__Task statement__:
Go line by line through the listing below and copy those that hold "waiting".

BEGIN Data for this task

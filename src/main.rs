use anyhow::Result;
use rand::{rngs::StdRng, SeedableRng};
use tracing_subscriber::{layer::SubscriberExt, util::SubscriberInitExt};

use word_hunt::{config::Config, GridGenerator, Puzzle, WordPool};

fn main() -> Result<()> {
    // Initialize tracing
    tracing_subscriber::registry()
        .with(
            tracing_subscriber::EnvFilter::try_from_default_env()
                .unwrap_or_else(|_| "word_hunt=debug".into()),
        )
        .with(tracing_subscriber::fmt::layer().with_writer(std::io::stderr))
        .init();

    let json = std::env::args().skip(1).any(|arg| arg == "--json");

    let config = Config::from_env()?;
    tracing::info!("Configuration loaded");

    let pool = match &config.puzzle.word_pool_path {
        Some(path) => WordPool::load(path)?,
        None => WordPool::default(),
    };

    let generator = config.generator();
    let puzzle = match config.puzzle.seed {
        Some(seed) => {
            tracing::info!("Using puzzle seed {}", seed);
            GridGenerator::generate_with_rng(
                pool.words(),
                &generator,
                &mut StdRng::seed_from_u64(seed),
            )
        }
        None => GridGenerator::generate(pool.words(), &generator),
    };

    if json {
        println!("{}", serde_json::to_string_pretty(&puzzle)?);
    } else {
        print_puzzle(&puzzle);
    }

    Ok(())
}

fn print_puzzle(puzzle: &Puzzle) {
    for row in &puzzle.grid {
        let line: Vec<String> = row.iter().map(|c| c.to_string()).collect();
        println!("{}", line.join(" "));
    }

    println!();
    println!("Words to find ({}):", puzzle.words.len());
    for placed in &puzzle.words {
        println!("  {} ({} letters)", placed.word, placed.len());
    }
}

END Data for this task
BEGIN Data for this task

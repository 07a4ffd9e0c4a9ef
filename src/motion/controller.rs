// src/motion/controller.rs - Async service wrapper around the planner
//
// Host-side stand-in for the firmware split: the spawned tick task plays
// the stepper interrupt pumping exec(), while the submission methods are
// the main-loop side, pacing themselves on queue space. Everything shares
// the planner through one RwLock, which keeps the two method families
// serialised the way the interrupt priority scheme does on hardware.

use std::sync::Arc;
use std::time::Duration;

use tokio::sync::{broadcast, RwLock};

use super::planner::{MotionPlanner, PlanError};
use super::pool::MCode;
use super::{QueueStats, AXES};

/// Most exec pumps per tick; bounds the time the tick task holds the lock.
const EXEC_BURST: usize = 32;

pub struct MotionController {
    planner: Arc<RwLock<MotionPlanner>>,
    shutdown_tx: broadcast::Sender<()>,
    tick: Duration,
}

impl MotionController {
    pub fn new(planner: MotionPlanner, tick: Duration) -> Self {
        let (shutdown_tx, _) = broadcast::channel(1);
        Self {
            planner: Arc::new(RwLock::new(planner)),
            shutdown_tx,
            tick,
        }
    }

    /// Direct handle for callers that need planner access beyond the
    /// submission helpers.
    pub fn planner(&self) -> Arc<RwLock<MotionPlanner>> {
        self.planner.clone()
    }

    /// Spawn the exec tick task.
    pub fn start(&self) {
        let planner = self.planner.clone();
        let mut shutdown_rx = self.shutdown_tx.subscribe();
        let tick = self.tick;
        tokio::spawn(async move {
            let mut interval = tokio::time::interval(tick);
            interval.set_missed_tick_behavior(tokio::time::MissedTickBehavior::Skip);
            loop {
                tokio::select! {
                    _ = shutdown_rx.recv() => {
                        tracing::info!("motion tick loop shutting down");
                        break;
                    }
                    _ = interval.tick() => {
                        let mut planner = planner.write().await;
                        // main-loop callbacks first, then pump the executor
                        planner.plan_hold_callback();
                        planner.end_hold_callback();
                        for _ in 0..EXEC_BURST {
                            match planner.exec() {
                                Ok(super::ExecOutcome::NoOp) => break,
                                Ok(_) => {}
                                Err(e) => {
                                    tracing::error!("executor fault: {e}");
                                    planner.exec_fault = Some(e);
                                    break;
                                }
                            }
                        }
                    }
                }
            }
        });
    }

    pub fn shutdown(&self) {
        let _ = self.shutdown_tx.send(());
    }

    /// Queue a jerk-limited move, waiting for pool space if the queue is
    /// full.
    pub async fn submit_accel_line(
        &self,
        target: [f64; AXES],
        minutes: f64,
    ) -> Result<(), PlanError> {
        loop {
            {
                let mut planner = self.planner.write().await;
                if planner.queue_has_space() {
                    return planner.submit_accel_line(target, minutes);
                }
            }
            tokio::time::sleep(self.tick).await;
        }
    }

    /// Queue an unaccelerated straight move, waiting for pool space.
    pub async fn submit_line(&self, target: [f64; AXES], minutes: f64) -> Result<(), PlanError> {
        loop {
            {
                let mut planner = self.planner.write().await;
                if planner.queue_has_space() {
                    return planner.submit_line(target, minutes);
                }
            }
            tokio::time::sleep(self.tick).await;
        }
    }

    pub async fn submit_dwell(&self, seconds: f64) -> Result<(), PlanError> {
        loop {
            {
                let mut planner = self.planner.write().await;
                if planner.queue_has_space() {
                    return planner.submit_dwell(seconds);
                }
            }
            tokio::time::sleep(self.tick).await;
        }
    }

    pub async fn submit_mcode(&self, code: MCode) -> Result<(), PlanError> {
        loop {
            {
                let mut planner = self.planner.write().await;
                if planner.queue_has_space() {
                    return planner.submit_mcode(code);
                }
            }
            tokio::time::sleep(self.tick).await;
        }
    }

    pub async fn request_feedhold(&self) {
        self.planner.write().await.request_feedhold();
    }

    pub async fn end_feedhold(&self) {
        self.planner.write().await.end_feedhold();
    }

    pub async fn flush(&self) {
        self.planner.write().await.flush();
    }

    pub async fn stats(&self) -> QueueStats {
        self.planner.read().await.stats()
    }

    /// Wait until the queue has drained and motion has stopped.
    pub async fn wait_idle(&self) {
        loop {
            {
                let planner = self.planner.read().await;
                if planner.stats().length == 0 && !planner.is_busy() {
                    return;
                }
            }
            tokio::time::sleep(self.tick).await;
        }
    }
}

END Data for this task
BEGIN Data for this task

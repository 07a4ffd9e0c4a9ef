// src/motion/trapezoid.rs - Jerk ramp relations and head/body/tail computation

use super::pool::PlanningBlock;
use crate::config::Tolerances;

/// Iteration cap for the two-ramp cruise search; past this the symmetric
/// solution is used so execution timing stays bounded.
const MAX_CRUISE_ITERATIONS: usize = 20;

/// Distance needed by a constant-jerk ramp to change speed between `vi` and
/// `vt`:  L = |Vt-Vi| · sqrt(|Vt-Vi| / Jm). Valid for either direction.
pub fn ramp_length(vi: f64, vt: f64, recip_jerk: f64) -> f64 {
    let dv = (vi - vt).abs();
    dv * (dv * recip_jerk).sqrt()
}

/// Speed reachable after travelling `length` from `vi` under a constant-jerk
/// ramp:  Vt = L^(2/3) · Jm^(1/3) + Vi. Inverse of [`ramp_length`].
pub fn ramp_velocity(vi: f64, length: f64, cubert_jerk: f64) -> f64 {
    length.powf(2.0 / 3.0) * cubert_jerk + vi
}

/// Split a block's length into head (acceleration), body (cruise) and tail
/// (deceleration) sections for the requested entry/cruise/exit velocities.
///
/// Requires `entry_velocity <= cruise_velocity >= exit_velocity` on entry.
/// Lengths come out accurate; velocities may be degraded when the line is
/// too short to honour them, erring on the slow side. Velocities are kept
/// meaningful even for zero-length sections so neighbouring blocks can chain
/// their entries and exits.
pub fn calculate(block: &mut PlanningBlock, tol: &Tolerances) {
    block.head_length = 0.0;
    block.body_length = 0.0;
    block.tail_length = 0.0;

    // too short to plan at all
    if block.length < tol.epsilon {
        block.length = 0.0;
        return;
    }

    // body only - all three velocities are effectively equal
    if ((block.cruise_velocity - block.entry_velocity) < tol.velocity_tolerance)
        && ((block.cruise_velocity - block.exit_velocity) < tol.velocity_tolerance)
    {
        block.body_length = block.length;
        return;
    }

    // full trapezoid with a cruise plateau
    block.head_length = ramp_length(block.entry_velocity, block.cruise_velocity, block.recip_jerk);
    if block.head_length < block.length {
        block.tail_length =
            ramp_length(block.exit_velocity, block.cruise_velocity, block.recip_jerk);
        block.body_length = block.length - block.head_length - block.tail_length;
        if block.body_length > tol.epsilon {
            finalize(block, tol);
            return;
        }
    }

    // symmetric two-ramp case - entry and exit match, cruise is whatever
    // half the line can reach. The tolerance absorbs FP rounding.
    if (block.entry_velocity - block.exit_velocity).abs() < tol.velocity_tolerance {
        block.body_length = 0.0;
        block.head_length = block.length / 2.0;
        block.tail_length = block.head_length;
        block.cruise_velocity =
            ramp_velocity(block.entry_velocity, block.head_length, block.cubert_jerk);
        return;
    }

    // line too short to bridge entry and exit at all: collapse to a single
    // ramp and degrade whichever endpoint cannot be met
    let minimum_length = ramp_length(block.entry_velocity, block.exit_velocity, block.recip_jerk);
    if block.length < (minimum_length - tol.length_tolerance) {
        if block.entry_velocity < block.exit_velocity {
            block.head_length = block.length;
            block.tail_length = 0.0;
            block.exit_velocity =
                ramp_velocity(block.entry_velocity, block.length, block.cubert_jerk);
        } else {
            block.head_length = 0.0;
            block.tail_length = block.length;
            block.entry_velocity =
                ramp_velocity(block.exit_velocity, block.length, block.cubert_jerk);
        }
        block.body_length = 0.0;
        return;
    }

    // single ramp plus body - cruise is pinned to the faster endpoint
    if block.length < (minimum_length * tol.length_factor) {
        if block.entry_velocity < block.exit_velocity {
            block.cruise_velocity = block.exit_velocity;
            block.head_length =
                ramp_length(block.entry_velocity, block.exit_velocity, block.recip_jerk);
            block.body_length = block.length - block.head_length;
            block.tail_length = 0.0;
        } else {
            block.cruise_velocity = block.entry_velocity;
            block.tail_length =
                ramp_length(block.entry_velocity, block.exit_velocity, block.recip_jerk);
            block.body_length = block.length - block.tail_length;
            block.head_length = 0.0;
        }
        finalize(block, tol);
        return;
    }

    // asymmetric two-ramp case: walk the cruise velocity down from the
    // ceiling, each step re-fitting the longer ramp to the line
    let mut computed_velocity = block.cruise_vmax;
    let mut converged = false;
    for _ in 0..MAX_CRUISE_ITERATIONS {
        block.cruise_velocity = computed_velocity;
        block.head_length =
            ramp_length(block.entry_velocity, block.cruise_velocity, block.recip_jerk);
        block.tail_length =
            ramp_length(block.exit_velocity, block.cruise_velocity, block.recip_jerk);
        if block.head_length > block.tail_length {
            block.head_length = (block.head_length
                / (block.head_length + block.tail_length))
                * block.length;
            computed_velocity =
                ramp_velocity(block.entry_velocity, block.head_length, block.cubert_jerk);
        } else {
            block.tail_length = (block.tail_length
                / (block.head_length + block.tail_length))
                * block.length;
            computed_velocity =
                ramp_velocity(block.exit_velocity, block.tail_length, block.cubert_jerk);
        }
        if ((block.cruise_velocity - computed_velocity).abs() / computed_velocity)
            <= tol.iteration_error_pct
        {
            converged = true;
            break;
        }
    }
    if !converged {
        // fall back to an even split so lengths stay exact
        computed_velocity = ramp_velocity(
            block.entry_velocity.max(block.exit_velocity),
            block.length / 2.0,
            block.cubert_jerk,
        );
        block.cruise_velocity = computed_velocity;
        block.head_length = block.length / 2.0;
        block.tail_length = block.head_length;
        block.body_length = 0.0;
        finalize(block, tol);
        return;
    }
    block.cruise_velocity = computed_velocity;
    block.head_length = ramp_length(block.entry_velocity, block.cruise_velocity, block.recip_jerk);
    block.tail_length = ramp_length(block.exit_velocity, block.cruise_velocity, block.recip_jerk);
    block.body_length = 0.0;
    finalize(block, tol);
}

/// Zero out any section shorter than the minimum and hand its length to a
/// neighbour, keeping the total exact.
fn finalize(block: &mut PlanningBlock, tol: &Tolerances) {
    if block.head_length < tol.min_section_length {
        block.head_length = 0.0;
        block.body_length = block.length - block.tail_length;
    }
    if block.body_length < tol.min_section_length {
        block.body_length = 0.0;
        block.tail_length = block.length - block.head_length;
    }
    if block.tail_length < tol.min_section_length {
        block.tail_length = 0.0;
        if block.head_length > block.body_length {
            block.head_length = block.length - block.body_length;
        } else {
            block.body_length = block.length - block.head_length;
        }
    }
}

END Data for this task

__Exercise response__:
    /// Queue a jerk-limited move, waiting for pool space if the queue is
    /// Queue an unaccelerated straight move, waiting for pool space.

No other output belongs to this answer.